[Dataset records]
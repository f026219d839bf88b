use super::*;

fn measured() -> SectionAnchors {
    [
        (Section::About, 120.0),
        (Section::Jobs, 500.0),
        (Section::Projects, 1400.0),
        (Section::Skills, 2300.0),
        (Section::Contact, 3100.0),
    ]
    .into_iter()
    .collect()
}

// =============================================================
// Section
// =============================================================

#[test]
fn section_ids_round_trip() {
    for section in Section::ALL {
        assert_eq!(Section::from_id(section.id()), Some(section));
    }
}

#[test]
fn section_from_id_is_exact() {
    assert_eq!(Section::from_id("Jobs"), None);
    assert_eq!(Section::from_id(" jobs"), None);
    assert_eq!(Section::from_id("blog"), None);
    assert_eq!(Section::from_id(""), None);
}

#[test]
fn section_all_is_in_page_order() {
    let ids: Vec<_> = Section::ALL.iter().map(|s| s.id()).collect();
    assert_eq!(ids, ["about", "jobs", "projects", "skills", "contact"]);
    for (index, section) in Section::ALL.iter().enumerate() {
        assert_eq!(*section as usize, index);
    }
}

// =============================================================
// resolve
// =============================================================

#[test]
fn about_always_scrolls_to_top() {
    assert_eq!(resolve("about", &measured()), Some(NavTarget::smooth(0.0)));
    assert_eq!(resolve("about", &SectionAnchors::new()), Some(NavTarget::smooth(0.0)));
}

#[test]
fn other_sections_clear_the_navbar() {
    let anchors = measured();
    assert_eq!(resolve("jobs", &anchors), Some(NavTarget::smooth(430.0)));
    assert_eq!(resolve("projects", &anchors), Some(NavTarget::smooth(1330.0)));
    assert_eq!(resolve("skills", &anchors), Some(NavTarget::smooth(2230.0)));
    assert_eq!(resolve("contact", &anchors), Some(NavTarget::smooth(3030.0)));
}

#[test]
fn every_section_resolves_without_panicking() {
    let anchors = measured();
    for section in Section::ALL {
        let target = resolve(section.id(), &anchors).expect("measured section resolves");
        assert_eq!(target.behavior, ScrollBehavior::Smooth);
    }
    for section in Section::ALL {
        let _ = resolve(section.id(), &SectionAnchors::new());
    }
}

#[test]
fn offset_above_navbar_goes_negative() {
    let anchors: SectionAnchors = [(Section::Jobs, 20.0)].into_iter().collect();
    assert_eq!(resolve("jobs", &anchors), Some(NavTarget::smooth(-50.0)));
}

#[test]
fn unknown_section_is_ignored() {
    assert_eq!(resolve("blog", &measured()), None);
    assert_eq!(resolve("", &measured()), None);
}

#[test]
fn unmeasured_section_is_skipped() {
    let anchors: SectionAnchors = [(Section::Jobs, 500.0)].into_iter().collect();
    assert_eq!(resolve("projects", &anchors), None);
    assert_eq!(resolve("contact", &SectionAnchors::new()), None);
}

#[test]
fn non_finite_measurement_is_skipped() {
    let mut anchors = SectionAnchors::new();
    anchors.set(Section::Skills, f64::NAN);
    assert_eq!(resolve_section(Section::Skills, &anchors), None);
}

#[test]
fn latest_measurement_wins() {
    let mut anchors = SectionAnchors::new();
    anchors.set(Section::Jobs, 500.0);
    anchors.set(Section::Jobs, 640.0);
    assert_eq!(anchors.get(Section::Jobs), Some(640.0));
    assert_eq!(resolve_section(Section::Jobs, &anchors), Some(NavTarget::smooth(570.0)));
}

// =============================================================
// Off-browser behavior
// =============================================================

#[cfg(not(feature = "hydrate"))]
#[test]
fn measure_is_empty_off_browser() {
    let owner = Owner::new();
    owner.with(|| {
        let refs = SectionRefs::new();
        assert_eq!(refs.measure(), SectionAnchors::new());
    });
}

#[test]
fn scroll_to_is_callable_off_browser() {
    scroll_to(NavTarget::smooth(430.0));
}
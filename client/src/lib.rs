//! # client
//!
//! Leptos + WASM frontend for the portfolio site.
//!
//! This crate contains the page, its components, the navigation-and-theme
//! controller (`util::theme`, `util::scroll`), and the content types served
//! by the server. Build with `hydrate` for the browser bundle and `ssr` for
//! server rendering.

pub mod app;
pub mod components;
pub mod net;
pub mod pages;
pub mod site;
pub mod state;
pub mod util;

/// WASM entry point: install logging and hydrate the server-rendered body.
#[cfg(feature = "hydrate")]
#[wasm_bindgen::prelude::wasm_bindgen]
pub fn hydrate() {
    console_error_panic_hook::set_once();
    let _ = console_log::init_with_level(log::Level::Info);
    leptos::mount::hydrate_body(app::App);
}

WORK REQUEST:
State how many lines in the data include the string "components". Nothing else belongs in the reply.

ANSWER BELOW:
2